When released from prison in 1988, Fletcher found that a Newport News
program for ex-offenders, Virginia Cares, was there to help her get a job
and put her life back together.
Virginia Cares is one of 11 nonprofit groups in Virginia that offer
services to inmates and ex-offenders. The coalition of groups referred to
as PAPIS, for pre-release and post-incarceration services, helps
ex-offenders find jobs and a place to live after they're released from
jails and prisons.
Like so many other programs in Virginia, PAPIS lost its state funding when
Gov. Mark R. Warner announced budget cuts in the fall to ease the state's
fiscal crisis.

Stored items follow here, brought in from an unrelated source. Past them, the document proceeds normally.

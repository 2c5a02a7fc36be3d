//! Numeric tolerances and scalar helpers shared by the retargeting stages.

/// Tolerance for lengths, heights and blend parameters.
pub const KINDA_SMALL_NUMBER: f32 = 1e-4;

/// Tolerance for divisions.
pub const SMALL_NUMBER: f32 = 1e-8;

#[inline]
#[must_use]
pub fn is_nearly_equal(a: f32, b: f32) -> bool {
    (a - b).abs() <= KINDA_SMALL_NUMBER
}

#[inline]
#[must_use]
pub fn is_nearly_zero(value: f32) -> bool {
    value.abs() <= KINDA_SMALL_NUMBER
}

/// Divides, returning `0.0` when the divisor is (almost) zero.
#[inline]
#[must_use]
pub fn safe_divide(numerator: f32, divisor: f32) -> f32 {
    if divisor.abs() <= SMALL_NUMBER {
        0.0
    } else {
        numerator / divisor
    }
}
//! Rerig Core
//!
//! Foundational types shared by every retargeting crate:
//!
//! - [`Transform`]: translation / rotation / non-uniform scale value type
//! - [`math`]: tolerances and scalar helpers
//! - [`errors`]: the [`RetargetError`] taxonomy
//! - [`diagnostics`]: the structured [`RetargetLog`]

pub mod diagnostics;
pub mod errors;
pub mod math;
pub mod transform;

pub use diagnostics::{LogCode, LogEntry, RetargetLog};
pub use errors::{Result, RetargetError};
pub use transform::Transform;

pub use glam::{Quat, Vec3};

While many of the ex-offender programs are surviving with
federal grants and money from local governments, others are foundering.
Federal contributions will decrease over the next few years, leaving the
groups searching for new funding sources.
n n
About 9,300 people in Virginia were released from prison in 2001 - many
with few dollars in their pocket and no family members to help them. Some
600,000 are released from prisons and jails throughout the nation each year.

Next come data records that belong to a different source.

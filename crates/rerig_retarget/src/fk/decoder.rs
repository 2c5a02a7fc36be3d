use rerig_core::math::KINDA_SMALL_NUMBER;
use rerig_core::{Result, RetargetLog, Transform};
use rerig_skeleton::{RetargetSkeleton, TargetSkeleton};

use super::{ChainEncoderFk, ChainFk};
use crate::root::RootRetargeter;
use crate::settings::{FkChainSettings, RotationMode, TranslationMode};

/// Target half of an FK chain pair.
#[derive(Debug, Clone, Default)]
pub struct ChainDecoderFk {
    pub(crate) chain: ChainFk,
    /// Non-retargeted ancestors between the chain and the nearest retargeted bone
    /// (or the retarget root), ordered parent first.
    intermediate_parent_indices: Vec<usize>,
    /// Local transforms used by the alpha blend; sized once at construction.
    blend_scratch: Vec<Transform>,
}

impl ChainDecoderFk {
    pub fn new(
        chain_name: &str,
        skeleton: &RetargetSkeleton,
        bone_indices: &[usize],
        log: &mut RetargetLog,
    ) -> Result<Self> {
        let chain = ChainFk::new(
            chain_name,
            skeleton,
            bone_indices,
            skeleton.retarget_global_pose(),
            log,
        )?;
        let blend_scratch = vec![Transform::IDENTITY; chain.bone_indices.len()];

        Ok(Self {
            chain,
            intermediate_parent_indices: Vec::new(),
            blend_scratch,
        })
    }

    /// Collects the ancestors of `chain_root` that nothing else updates.
    ///
    /// The walk stops at the skeleton root, the retarget root, or the first bone
    /// already flagged as retargeted, so it has to run after every chain's bones
    /// were flagged.
    pub fn initialize_intermediate_parent_indices(
        &mut self,
        retarget_root: Option<usize>,
        chain_root: usize,
        target: &TargetSkeleton,
    ) {
        self.intermediate_parent_indices.clear();

        let skeleton = target.skeleton();
        let mut parent = skeleton.parent_index(chain_root);
        while let Some(parent_index) = parent {
            if Some(parent_index) == retarget_root || target.is_bone_retargeted(parent_index) {
                break;
            }
            self.intermediate_parent_indices.push(parent_index);
            parent = skeleton.parent_index(parent_index);
        }

        self.intermediate_parent_indices.reverse();
    }

    #[inline]
    #[must_use]
    pub fn intermediate_parent_indices(&self) -> &[usize] {
        &self.intermediate_parent_indices
    }

    /// Poses the intermediate parents from the retarget local pose so the chain
    /// parent is current before the chain is decoded.
    pub fn update_intermediate_parents(&self, skeleton: &RetargetSkeleton, global_pose: &mut [Transform]) {
        let local_pose = skeleton.retarget_local_pose();
        for &parent_index in &self.intermediate_parent_indices {
            skeleton.update_global_transform_of_single_bone(parent_index, local_pose, global_pose);
        }
    }

    /// Writes the retargeted chain into `global_pose`.
    pub fn decode_pose(
        &mut self,
        root: &RootRetargeter,
        settings: &FkChainSettings,
        source: &mut ChainEncoderFk,
        skeleton: &RetargetSkeleton,
        global_pose: &mut [Transform],
    ) {
        self.update_intermediate_parents(skeleton, global_pose);

        // Re-hang the encoded source chain off the current target chain parent
        let source_parent_initial_delta = source
            .chain
            .chain_parent_initial_global_transform
            .relative_to(&self.chain.chain_parent_initial_global_transform);
        let target_parent_current = self
            .chain
            .chain_parent_bone_index
            .map_or(Transform::IDENTITY, |parent| global_pose[parent]);
        source.realign(&(target_parent_current * source_parent_initial_delta));

        if !settings.enable_fk {
            self.chain.put_current_transforms_in_ref_pose(skeleton, global_pose);
            return;
        }

        let source_chain = &source.chain;
        let num_source = source_chain.bone_indices.len();
        let num_target = self.chain.bone_indices.len();
        let target_start_index = num_target.saturating_sub(num_source);
        let source_start_index = num_source.saturating_sub(num_target);

        for chain_index in 0..num_target {
            let bone_index = self.chain.bone_indices[chain_index];
            let target_initial = self.chain.initial_global_transforms[chain_index];

            let (source_current, source_initial) = match settings.rotation_mode {
                RotationMode::Interpolated => {
                    let param = self.chain.params[chain_index];
                    (
                        transform_at_param(&source_chain.current_global_transforms, &source_chain.params, param),
                        transform_at_param(&source_chain.initial_global_transforms, &source_chain.params, param),
                    )
                }
                RotationMode::OneToOne => {
                    let source_index = chain_index.min(num_source - 1);
                    (
                        source_chain.current_global_transforms[source_index],
                        source_chain.initial_global_transforms[source_index],
                    )
                }
                RotationMode::OneToOneReversed => {
                    if chain_index < target_start_index {
                        let first = source_chain.initial_global_transforms[0];
                        (first, first)
                    } else {
                        let source_index = source_start_index + (chain_index - target_start_index);
                        (
                            source_chain.current_global_transforms[source_index],
                            source_chain.initial_global_transforms[source_index],
                        )
                    }
                }
                RotationMode::None => {
                    let last = source_chain.initial_global_transforms[num_source - 1];
                    (last, last)
                }
            };

            let rotation_delta = source_current.rotation * source_initial.rotation.inverse();
            let rotation = (rotation_delta * target_initial.rotation).normalize();

            let parent_global = skeleton
                .parent_index(bone_index)
                .map_or(Transform::IDENTITY, |parent| global_pose[parent]);
            let translation = match settings.translation_mode {
                TranslationMode::GloballyScaled if root.is_initialized() => {
                    source_current.translation * root.global_scale_vector()
                }
                TranslationMode::Absolute => source_current.translation,
                // Without a height ratio a scaled translation falls back to the retarget pose offset
                TranslationMode::None | TranslationMode::GloballyScaled => {
                    parent_global.transform_point(skeleton.retarget_local_pose()[bone_index].translation)
                }
            };

            let scale = source_current.scale + (target_initial.scale - source_initial.scale);

            let output = Transform::new(translation, rotation, scale);
            self.chain.current_global_transforms[chain_index] = output;
            global_pose[bone_index] = output;
        }

        if settings.needs_blend() {
            self.blend_toward_retarget_pose(settings, skeleton, global_pose);
        }
    }

    /// Blends every chain bone in local space between its retarget pose and the
    /// freshly decoded transform.
    fn blend_toward_retarget_pose(
        &mut self,
        settings: &FkChainSettings,
        skeleton: &RetargetSkeleton,
        global_pose: &mut [Transform],
    ) {
        ChainFk::fill_transforms_with_local_space_of_chain(
            skeleton,
            global_pose,
            &self.chain.bone_indices,
            &mut self.blend_scratch,
        );

        for (chain_index, &bone_index) in self.chain.bone_indices.iter().enumerate() {
            let reference = self.chain.initial_local_transforms[chain_index];
            let local = &mut self.blend_scratch[chain_index];
            local.translation = reference.translation.lerp(local.translation, settings.translation_alpha);
            local.rotation = reference
                .rotation
                .slerp(local.rotation, settings.rotation_alpha)
                .normalize();

            let parent_global = skeleton
                .parent_index(bone_index)
                .map_or(Transform::IDENTITY, |parent| global_pose[parent]);
            global_pose[bone_index] = parent_global * *local;
        }
    }

    #[inline]
    #[must_use]
    pub fn chain(&self) -> &ChainFk {
        &self.chain
    }
}

/// Samples a chain at normalized position `param`.
///
/// Positions within tolerance of either end snap to the first or last transform;
/// anything in between blends the two bones that bracket it.
#[must_use]
pub fn transform_at_param(transforms: &[Transform], params: &[f32], param: f32) -> Transform {
    if params.len() == 1 {
        return transforms[0];
    }

    if param < KINDA_SMALL_NUMBER {
        return transforms[0];
    }

    let last = transforms.len() - 1;
    if param > 1.0 - KINDA_SMALL_NUMBER {
        return transforms[last];
    }

    for (chain_index, &next_param) in params.iter().enumerate().skip(1) {
        if param > next_param {
            continue;
        }
        let prev_param = params[chain_index - 1];
        let alpha = (param - prev_param) / (next_param - prev_param);
        return transforms[chain_index - 1].blend(&transforms[chain_index], alpha);
    }

    transforms[last]
}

When Fletcher got out of prison in 1988, she immediately went to Virginia
Cares' office on Maple Avenue. She figured she'd need some help finding a job.
A felony record can be an albatross that limits job opportunities for
former inmates. Employers are often afraid to take a risk. Despite years of
experience as a data entry clerk and supervisor, Fletcher was worried that
no one would hire her.
But her case manager, Julia Richardson, helped change her thinking,
assuring her that some employers would offer an ex-offender a job.

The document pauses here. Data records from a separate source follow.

//! Retarget Settings
//!
//! Tunables for the three stages of the retargeter. Every type here is a plain
//! serde value with sensible defaults, so a settings block can be omitted from a
//! JSON asset entirely or only partially specified.
//!
//! # Quick Start
//!
//! ```rust,ignore
//! use rerig_retarget::settings::{ChainSettings, FkChainSettings, RotationMode, TranslationMode};
//!
//! // Copy the source chain bone by bone and carry over scaled translation
//! let settings = ChainSettings {
//!     fk: FkChainSettings {
//!         rotation_mode: RotationMode::OneToOne,
//!         translation_mode: TranslationMode::GloballyScaled,
//!         ..Default::default()
//!     },
//!     ..Default::default()
//! };
//! ```

use glam::{Quat, Vec3};
use serde::{Deserialize, Serialize};

// ---------------------------------------------------------------------------
// Global
// ---------------------------------------------------------------------------

/// Whole-processor stage toggles.
#[derive(Debug, Clone, Copy, PartialEq, Eq, Serialize, Deserialize)]
#[serde(default)]
pub struct GlobalSettings {
    /// Run the root stage (pelvis translation and rotation).
    pub enable_root: bool,
    /// Run the FK chain stage.
    pub enable_fk: bool,
    /// Run the IK stage. No IK solver ships with the engine, so this only gates
    /// the (empty) IK and pole-vector passes.
    pub enable_ik: bool,
}

impl Default for GlobalSettings {
    fn default() -> Self {
        Self {
            enable_root: true,
            enable_fk: true,
            enable_ik: true,
        }
    }
}

// ---------------------------------------------------------------------------
// Root
// ---------------------------------------------------------------------------

/// Controls how the source root motion is mapped onto the target root.
#[derive(Debug, Clone, Copy, PartialEq, Serialize, Deserialize)]
#[serde(default)]
pub struct RootSettings {
    /// Blend from the target's initial root rotation (0) to the retargeted one (1).
    pub rotation_alpha: f32,
    /// Blend from the target's initial root position (0) to the retargeted one (1).
    pub translation_alpha: f32,
    /// Blend the height-normalized position toward the raw source position.
    pub blend_to_source: f32,
    /// Per-axis weights applied to `blend_to_source`.
    pub blend_to_source_weights: Vec3,
    /// Scales horizontal (X/Y) motion relative to the initial position.
    pub scale_horizontal: f32,
    /// Scales vertical (Z) motion.
    pub scale_vertical: f32,
    /// Added to the root position after scaling.
    pub translation_offset: Vec3,
    /// Applied after the retargeted root rotation.
    pub rotation_offset: Quat,
}

impl Default for RootSettings {
    fn default() -> Self {
        Self {
            rotation_alpha: 1.0,
            translation_alpha: 1.0,
            blend_to_source: 0.0,
            blend_to_source_weights: Vec3::ONE,
            scale_horizontal: 1.0,
            scale_vertical: 1.0,
            translation_offset: Vec3::ZERO,
            rotation_offset: Quat::IDENTITY,
        }
    }
}

// ---------------------------------------------------------------------------
// Chains
// ---------------------------------------------------------------------------

/// How a target chain picks the source rotation each of its bones follows.
#[derive(Debug, Clone, Copy, PartialEq, Eq, Default, Serialize, Deserialize)]
pub enum RotationMode {
    /// Sample the source chain at each target bone's normalized position along
    /// the chain. Works for chains with different bone counts.
    #[default]
    Interpolated,
    /// Bone `i` follows source bone `i`; surplus target bones follow the last
    /// source bone.
    OneToOne,
    /// Chains are aligned at their tips; surplus target bones at the start stay
    /// in the retarget pose.
    OneToOneReversed,
    /// The chain keeps the retarget pose rotations.
    None,
}

/// Where the translation of each target chain bone comes from.
#[derive(Debug, Clone, Copy, PartialEq, Eq, Default, Serialize, Deserialize)]
pub enum TranslationMode {
    /// Keep the retarget pose local offsets.
    #[default]
    None,
    /// Source global translation scaled by the root height ratio.
    GloballyScaled,
    /// Source global translation, unchanged.
    Absolute,
}

#[derive(Debug, Clone, Copy, PartialEq, Serialize, Deserialize)]
#[serde(default)]
pub struct FkChainSettings {
    pub enable_fk: bool,
    pub rotation_mode: RotationMode,
    /// Blend from the retarget pose (0) to the retargeted local rotation (1).
    pub rotation_alpha: f32,
    pub translation_mode: TranslationMode,
    /// Blend from the retarget pose (0) to the retargeted local translation (1).
    pub translation_alpha: f32,
}

impl Default for FkChainSettings {
    fn default() -> Self {
        Self {
            enable_fk: true,
            rotation_mode: RotationMode::Interpolated,
            rotation_alpha: 1.0,
            translation_mode: TranslationMode::None,
            translation_alpha: 1.0,
        }
    }
}

impl FkChainSettings {
    /// `true` when either alpha asks for a partial blend toward the retarget pose.
    #[must_use]
    pub fn needs_blend(&self) -> bool {
        !rerig_core::math::is_nearly_equal(self.rotation_alpha, 1.0)
            || !rerig_core::math::is_nearly_equal(self.translation_alpha, 1.0)
    }
}

/// Per-chain IK options. Kept so assets round-trip; no solver consumes them.
#[derive(Debug, Clone, Copy, PartialEq, Eq, Default, Serialize, Deserialize)]
#[serde(default)]
pub struct IkChainSettings {
    pub enable_ik: bool,
}

/// Settings for one mapped chain pair.
#[derive(Debug, Clone, Copy, PartialEq, Default, Serialize, Deserialize)]
#[serde(default)]
pub struct ChainSettings {
    pub fk: FkChainSettings,
    pub ik: IkChainSettings,
}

Richardson advised her to answer job applications truthfully.
After filling out six or seven applications, Fletcher landed a job with
Newport News Inc., then called Avon Fashions, a catalogue sales company.
Fletcher worked there for 10 years - starting at $7 an hour - before a
chronic illness left her disabled. The company makes decisions about hiring
ex-offenders on a case-by-case basis, a spokesman said.
PAPIS case managers try to connect potential employers with ex-offenders.
Case managers enter jails and prisons several weeks or months before an
inmate is released to assess an inmate's skills and their individual
situations. Inmates practice ways to conduct successful job interviews.
The help continues after release when ex-offenders are referred to shelters
where they can stay and to employers who might hire them.
"We teach them that getting a job is a job in itself," said Sandra Brandt,
executive director of Norfolk-based Step-Up Inc, a PAPIS program.
"We tell them they have to spend 40 hours doing it and not to be discouraged."
PAPIS providers, like Step-Up, will help inmates get Social Security cards
and prepare resumes, and help them get new clothes for interviews.
"We don't turn anybody away," Brandt said.
PAPIS groups, which help ex-offenders in 83 cities, towns and counties in
Virginia, say they have a proven record of success.
About 65 percent of all prisoners nationwide are ex-offenders who have been
re-arrested, according to a 1994 U.S. Department of Justice study that
tracked released inmates for three years. Some 27 percent of Virginia's
inmates are re-arrested, according to a 1997 Virginia Department of
Corrections study.
Brandt thinks PAPIS has contributed to the lower percentages of re-arrests
in Virginia.
"If you have a state like Virginia that has programs like PAPIS, you have
somebody there to help these folks when they come outside," said Brandt.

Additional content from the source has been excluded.